Une série de dahirs du 20 février 1915, signés du Commissaire Résident général Lyautey et publiés au Bulletin officiel n° 123 du 1 mars 1915, porte classement, comme monument historique, des médersas « El-Attarine, Ech-Cherrâtin, Es-Sahridj, El-Misbahia, Bouanania, Es-Saffarine ».

Dahir du 20 février 1915 portant classement comme monument historique de la Médersa « Es-Sahridj » à Fez

C’est le point de départ d’un premier programme de rénovation des médersas. Le Service des Beaux-Arts prévient d’emblée que les travaux de conservation et de rénovation seront longs car « à l’arrivée du général Lyautey dans ce magnifique pays, le vieux Maroc tombait en ruine. Ruine des choses et des êtres, d’une multitude de pauvres êtres… Nous avons vu les médersas de Fès, de toutes parts brisées par l’âge et la pourriture ; c’était le temps où de longs cordons de mendiants horribles bordaient les rues de Fès-Jdid, accroupis au pied des murs du palais ».

Dès 1915 la réfection des coupoles et couvertures, frises et auvents de la Bu’Inâniya et de l’Attarine est entreprise et chaque année de nouvelles médersas sont intégrées au programme de remise en état.

En 1917 début de la restauration de la médersa Sahrij : réfection des zelliges de la cour, des darbouz (balustrade au bord de la galerie pour éviter les chutes) des galeries de la façade nord-ouest, réparation et confection des consoles en plâtre sculpté. Début de la restauration de la médersa Cherratin. À la Bu’inâniya : réfection de la charpente de la coupole, d’une partie de l’auvent, des soubassements en zelliges et des piliers. Poursuite des travaux à l’Attarine.

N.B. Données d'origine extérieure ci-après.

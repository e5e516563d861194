/// Argument values as handed over by the call-site normalizer.
///
/// The normalizer resolves what it can statically. Anything it could not pin
/// down arrives as `Unknown` and must stay that way through extraction.
use serde::{Deserialize, Serialize};
use std::collections::BTreeMap;

#[derive(Debug, Clone, PartialEq, Eq, Serialize, Deserialize)]
#[serde(untagged)]
pub enum Literal {
    Int(i64),
    Str(String),
    Bytes(Vec<u8>),
}

/// How sure a producer is about what it reports: the normalizer about an
/// inferred length, a registry entry about the construction it names.
#[derive(
    Debug, Clone, Copy, Default, PartialEq, Eq, PartialOrd, Ord, Hash, Serialize, Deserialize,
)]
#[serde(rename_all = "snake_case")]
pub enum Confidence {
    #[default]
    Low,
    Medium,
    High,
}

#[derive(Debug, Clone, PartialEq, Eq, Serialize, Deserialize)]
#[serde(rename_all = "snake_case")]
pub enum ArgumentValue {
    Literal(Literal),

    /// Length of a buffer whose contents are not known, e.g. `make([]byte, 32)`.
    SymbolicLength { length: u64, confidence: Confidence },

    /// Structured configuration value: struct literal, options object or
    /// keyword arguments.
    Bundle(BTreeMap<String, ArgumentValue>),

    Unknown,
}

impl ArgumentValue {
    pub fn int(value: i64) -> Self {
        Self::Literal(Literal::Int(value))
    }

    pub fn bytes(value: impl Into<Vec<u8>>) -> Self {
        Self::Literal(Literal::Bytes(value.into()))
    }

    pub fn string(value: impl Into<String>) -> Self {
        Self::Literal(Literal::Str(value.into()))
    }

    /// Symbolic length the normalizer is certain about
    pub fn length(length: u64) -> Self {
        Self::SymbolicLength {
            length,
            confidence: Confidence::High,
        }
    }

    pub fn length_with(length: u64, confidence: Confidence) -> Self {
        Self::SymbolicLength { length, confidence }
    }

    pub fn bundle<K, I>(fields: I) -> Self
    where
        K: Into<String>,
        I: IntoIterator<Item = (K, ArgumentValue)>,
    {
        Self::Bundle(fields.into_iter().map(|(k, v)| (k.into(), v)).collect())
    }

    pub fn empty_bundle() -> Self {
        Self::Bundle(BTreeMap::new())
    }

    pub fn is_unknown(&self) -> bool {
        matches!(self, Self::Unknown)
    }

    pub fn as_bundle(&self) -> Option<&BTreeMap<String, ArgumentValue>> {
        match self {
            Self::Bundle(fields) => Some(fields),
            _ => None,
        }
    }
}
mod callsite;
mod registry;

pub use callsite::CallSiteError;
pub use registry::RegistryError;

use thiserror::Error;

#[derive(Error, Debug)]
pub enum Error {
    #[error(transparent)]
    CallSite(#[from] CallSiteError),

    #[error(transparent)]
    Registry(#[from] RegistryError),
}

pub type Result<T> = std::result::Result<T, Error>;
//! Parsing of algorithm identifier strings such as `aes-256-gcm`,
//! `AES_256_GCM` or `EVP_aes_128_cbc()` into cipher, key size and mode.

use crate::utils::{extract_last_segment, unquote_string};

const MODES: &[&str] = &[
    "ECB", "CBC", "CFB", "CFB1", "CFB8", "OFB", "CTR", "GCM", "CCM", "OCB", "XTS", "SIV",
    "WRAP", "POLY1305",
];

/// Ciphers whose key size is fixed by name.
const FIXED_KEY_BYTES: &[(&str, u64)] = &[("CHACHA20", 32), ("XCHACHA20", 32), ("SM4", 16)];

/// Ciphers whose key size is spelled as a bit count next to the name.
const SIZED_CIPHERS: &[&str] = &["AES", "ARIA", "CAMELLIA"];

#[derive(Debug, Clone, Default, PartialEq, Eq)]
pub struct CipherSpec {
    pub cipher: Option<String>,
    /// Key length in bytes
    pub key_length: Option<u64>,
    pub mode: Option<String>,
}

pub fn parse_cipher_spec(identifier: &str) -> CipherSpec {
    let unquoted = unquote_string(identifier);
    let bare = extract_last_segment(unquoted.trim().trim_end_matches("()"))
        .trim_start_matches(['&', '*'])
        .to_uppercase();
    let bare = bare.strip_prefix("EVP_").unwrap_or(&bare);

    let mut tokens: Vec<String> = bare
        .split(['-', '_', '/'])
        .filter(|t| !t.is_empty())
        .map(str::to_string)
        .collect();
    if tokens.is_empty() {
        return CipherSpec::default();
    }

    // `AES256` style: split a fused bit count off the cipher name
    let head = tokens.remove(0);
    let (cipher, fused_bits) = split_fused_bits(&head);
    if let Some(bits) = fused_bits {
        tokens.insert(0, bits);
    }

    let mut spec = CipherSpec {
        cipher: Some(cipher.clone()),
        ..CipherSpec::default()
    };

    if let Some((_, bytes)) = FIXED_KEY_BYTES.iter().find(|(name, _)| *name == cipher) {
        spec.key_length = Some(*bytes);
    } else if SIZED_CIPHERS.contains(&cipher.as_str()) {
        spec.key_length = tokens
            .iter()
            .find_map(|t| t.parse::<u64>().ok())
            .filter(|bits| bits % 8 == 0)
            .map(|bits| bits / 8);
    }

    spec.mode = tokens
        .iter()
        .find(|t| MODES.contains(&t.as_str()))
        .cloned();
    spec
}

fn split_fused_bits(token: &str) -> (String, Option<String>) {
    let digits_at = token
        .char_indices()
        .rev()
        .take_while(|(_, c)| c.is_ascii_digit())
        .last()
        .map(|(i, _)| i);

    match digits_at {
        Some(i) if i > 0 => {
            let (name, bits) = token.split_at(i);
            if SIZED_CIPHERS.contains(&name) {
                (name.to_string(), Some(bits.to_string()))
            } else {
                (token.to_string(), None)
            }
        }
        _ => (token.to_string(), None),
    }
}
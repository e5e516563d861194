mod rules;
mod verdict;

pub use verdict::{Severity, Verdict};

use tracing::{debug, trace};

use crate::callsite::Location;
use crate::extractor::ExtractedParameters;
use crate::registry::{ConstructionId, RegistryEntry};
use rules::RuleOutcome;

pub const UNRECOGNIZED_REASON: &str = "unrecognized construction";

pub trait Classifier: Send + Sync {
    fn classify(
        &self,
        id: &ConstructionId,
        params: &ExtractedParameters,
        entry: &RegistryEntry,
        location: &Location,
    ) -> Verdict;

    /// Verdict for a call site the registry has no entry for.
    fn unrecognized(&self, name: &str, location: &Location) -> Verdict {
        debug!(name, %location, "unrecognized construction");
        Verdict {
            construction_id: ConstructionId::unrecognized(name),
            family: None,
            library: None,
            confidence: None,
            severity: Severity::Indeterminate,
            reasons: vec![UNRECOGNIZED_REASON.to_string()],
            location: location.clone(),
        }
    }
}

/// Evaluates a registry entry's baseline rules against extracted parameters.
///
/// Reasons are, in order: extraction notes, one entry per required role that
/// is unknown, then the reason of the first violated rule. Evaluation stops at
/// that first violation.
pub struct RulesClassifier;

impl Default for RulesClassifier {
    fn default() -> Self {
        Self::new()
    }
}

impl RulesClassifier {
    pub fn new() -> Self {
        Self
    }
}

impl Classifier for RulesClassifier {
    fn classify(
        &self,
        id: &ConstructionId,
        params: &ExtractedParameters,
        entry: &RegistryEntry,
        location: &Location,
    ) -> Verdict {
        let mut reasons = params.notes.clone();

        let mut unresolved = false;
        for rule in entry.ordered_rules() {
            for role in rules::unresolved_roles(rule, params) {
                let reason = format!("required parameter unresolved: {role}");
                if !reasons.contains(&reason) {
                    reasons.push(reason);
                }
                unresolved = true;
            }
        }

        let mut violation = None;
        for rule in entry.ordered_rules() {
            match rules::evaluate(rule, params) {
                RuleOutcome::Pass | RuleOutcome::Unresolved => {}
                RuleOutcome::Violated(reason) => {
                    reasons.push(reason);
                    violation = Some(rule.severity());
                    break;
                }
            }
        }

        let floor = if unresolved {
            Severity::Indeterminate
        } else {
            Severity::Safe
        };
        let severity = violation.map_or(floor, |severity| severity.max(floor));

        trace!(%id, %severity, reasons = reasons.len(), "classified");
        Verdict {
            construction_id: id.clone(),
            family: Some(entry.family),
            library: entry.library.clone(),
            confidence: Some(entry.confidence),
            severity,
            reasons,
            location: location.clone(),
        }
    }
}

/// Convenience wrapper around [`RulesClassifier`].
pub fn classify(
    id: &ConstructionId,
    params: &ExtractedParameters,
    entry: &RegistryEntry,
    location: &Location,
) -> Verdict {
    RulesClassifier::new().classify(id, params, entry, location)
}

De 1918 au début des années 1930 les travaux se poursuivent dans ces quatre médersas : consolidation des fondations, reprise totale des murs, des toitures, des terrasses, des panneaux en bois sculptés, des darbouz, des zelliges, des inscriptions sur les façades. Restauration de la porte de la Bu’Inâniya donnant sur le Talâa kbira, et reconstruction du mur entre la médersa et l’impasse allant au Talâa (1920). Réfection de la koubba de la salle de prière de la médersa Sahrij (1922). Restauration complète de la cour de la médersa Attarine (1924). La façade Est de la cour de la Bu’Inâniya est complètement refaite et toute la décoration extérieure achevée. (1924) En 1927, le mur dit des horloges, en face de la Bu’Inâniya est consolidé et le toit de la salle des ablutions et des latrines est refait.

En 1928, des travaux importants (toitures, terrasses, boiseries, plâtres sculptés, zelliges, etc.) sont effectués dans les quatre médersas déjà en chantier : Attarine, Cherratin, Sahrij, Bu’Inâniya et la médersa Misbâhiya est ajoutée au programme.

Toutes les mosquées mérinides seront nettoyées en 1929 et le programme de remise en état des médersas est poursuivi pendant les années 1930 par le vizirat des Habous et les autorités du Protectorat sous la direction du Service des Beaux-Arts.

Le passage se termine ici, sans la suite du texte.